Before you exchange keys, ensure that the following properties are set:
  1. The server.jms.mutualAuth property in the server's installed.properties file (in the server_install/conf/server directory) is set to true.
  2. For each agent, the locked/agent.mutual_auth property in the agent's installed.properties file (in the agent_install\conf\agent directory) is set to true.
  1. Open a command-line window and go to the server installation conf directory.
  2. Run the following command:
    keytool -export -keystore server.keystore -storepass changeit 
-alias server -file server.crt
    The keytool application is included in the Java developer kit and is not part of IBM® UrbanCode™ Build.
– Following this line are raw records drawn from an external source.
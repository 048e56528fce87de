//! WebSocket Message Types
//!
//! Defines all message types for WebSocket communication between
//! viewers (dashboards) and the bridge.

use serde::{Deserialize, Serialize};
use serde_json::{Map, Value};

use crate::reading::{Reading, Unit};

/// Welcome text sent once to every client right after it registers
pub const WELCOME_MESSAGE: &str = "Connected to MQTT bridge";

/// Messages sent from server to client
#[derive(Debug, Clone, PartialEq, Serialize, Deserialize)]
#[serde(tag = "type", rename_all = "snake_case")]
pub enum Envelope {
    /// Connection established
    Connection {
        /// Fixed welcome text
        message: String,
    },
    /// A new reading arrived from the broker
    SensorData {
        /// The normalized reading
        data: Reading,
    },
}

impl Envelope {
    /// The welcome envelope
    pub fn connection() -> Self {
        Envelope::Connection {
            message: WELCOME_MESSAGE.to_string(),
        }
    }

    /// Wrap a reading
    pub fn sensor_data(reading: Reading) -> Self {
        Envelope::SensorData { data: reading }
    }

    /// Serialize to a single-line JSON frame
    pub fn to_frame(&self) -> Result<String, serde_json::Error> {
        serde_json::to_string(self)
    }
}

/// Messages sent from client to server
#[derive(Debug, Clone, PartialEq, Serialize, Deserialize)]
#[serde(tag = "type", rename_all = "snake_case")]
pub enum ClientMessage {
    /// Control request for an actuator or config layer
    Command(Command),
}

/// Body of a `command` envelope
///
/// Only `unit` is understood by the bridge; every other field is kept
/// untouched for whoever consumes the command.
#[derive(Debug, Clone, Default, PartialEq, Serialize, Deserialize)]
pub struct Command {
    /// Requested display unit
    #[serde(default, skip_serializing_if = "Option::is_none")]
    pub unit: Option<Unit>,
    /// Any other fields sent by the client
    #[serde(flatten)]
    pub params: Map<String, Value>,
}

impl Command {
    /// A unit-change command
    pub fn set_unit(unit: Unit) -> Self {
        Self {
            unit: Some(unit),
            params: Map::new(),
        }
    }
}

#[cfg(test)]
mod tests {
    use super::*;

    #[test]
    fn test_connection_envelope_shape() {
        let json = Envelope::connection().to_frame().unwrap();
        assert_eq!(
            json,
            r#"{"type":"connection","message":"Connected to MQTT bridge"}"#
        );
    }

    #[test]
    fn test_sensor_data_envelope_shape() {
        let reading = Reading::new(21.5, 40.0, Unit::Celsius);
        let json = Envelope::sensor_data(reading).to_frame().unwrap();
        assert_eq!(
            json,
            r#"{"type":"sensor_data","data":{"temperature":21.5,"humidity":40.0,"unit":"C","simulation":false}}"#
        );
        assert!(!json.contains('\n'));
    }

    #[test]
    fn test_envelope_deserialize() {
        let json = r#"{"type":"sensor_data","data":{"temperature":30,"humidity":70,"unit":"F","simulation":true}}"#;
        let envelope: Envelope = serde_json::from_str(json).unwrap();
        match envelope {
            Envelope::SensorData { data } => {
                assert_eq!(data.temperature, 30.0);
                assert_eq!(data.unit, Unit::Fahrenheit);
                assert!(data.simulation);
            }
            _ => panic!("Expected SensorData"),
        }
    }

    #[test]
    fn test_client_message_deserialize_command() {
        let json = r#"{"type": "command", "unit": "F"}"#;
        let msg: ClientMessage = serde_json::from_str(json).unwrap();
        let ClientMessage::Command(command) = msg;
        assert_eq!(command.unit, Some(Unit::Fahrenheit));
        assert!(command.params.is_empty());
    }

    #[test]
    fn test_client_command_keeps_extra_fields() {
        let json = r#"{"type": "command", "led": "red", "blink": 3}"#;
        let msg: ClientMessage = serde_json::from_str(json).unwrap();
        let ClientMessage::Command(command) = msg;
        assert_eq!(command.unit, None);
        assert_eq!(command.params.get("led"), Some(&Value::from("red")));
        assert_eq!(command.params.get("blink"), Some(&Value::from(3)));
    }

    #[test]
    fn test_client_message_rejects_unknown_type() {
        let json = r#"{"type": "subscribe", "topics": []}"#;
        assert!(serde_json::from_str::<ClientMessage>(json).is_err());

        assert!(serde_json::from_str::<ClientMessage>("hello").is_err());
    }

    #[test]
    fn test_command_serialize() {
        let msg = ClientMessage::Command(Command::set_unit(Unit::Celsius));
        let json = serde_json::to_string(&msg).unwrap();
        assert_eq!(json, r#"{"type":"command","unit":"C"}"#);
    }
}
  3. Copy the exported file (certificate) to the agent installation conf directory.
  4. Import the file by running the following command from within the agent's conf directory: 
    keytool -import -keystore keystoreFile -storepass changeit 
-alias server -file server.crt -keypass changeit -noprompt
    You should see the Certificate was added to keystore message.
  5. For each local agent, export the key by running the following (change the name of the file argument to match the agent name): 
    keytool -export -keystore keystoreFile -storepass changeit 
-alias ibm-ucb_agent -file agentName.crt
    For agentName, specify a unique string identifier for the agent.
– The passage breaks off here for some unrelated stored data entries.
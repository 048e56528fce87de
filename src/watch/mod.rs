//! Terminal Watch Client
//!
//! A small viewer for the bridge's stream: follows the latest reading,
//! keeps a bounded history and can send unit-change commands.
//!
//! - **client**: WebSocket session with reconnect
//! - **history**: Bounded newest-first history and comfort bands

mod client;
mod history;

pub use client::{parse_frame, WatchClient, WatchError, WatchEvent, DEFAULT_RECONNECT_DELAY};
pub use history::{HistoryEntry, HumidityBand, ReadingHistory, TemperatureBand, DEFAULT_HISTORY_LEN};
    You should see the message Certificate stored in file agentName.crt.
  6. Copy the exported file to the server's conf directory.
  7. From within the server's conf directory, import each certificate by running the following command: 
    keytool -import -keystore server.keystore -storepass changeit 
-alias [agent_name] -file agentName.crt -keypass changeit -noprompt
    The Certificate was added to keystore message is displayed.
  8. Restart the server and agents.

To list the certificates that are loaded into a keystore, run the following command from within the keystore directory:

keytool -list -keystore keystoreFile -storepass changeit

For information about exchanging keys among servers, see Sharing secured properties among servers.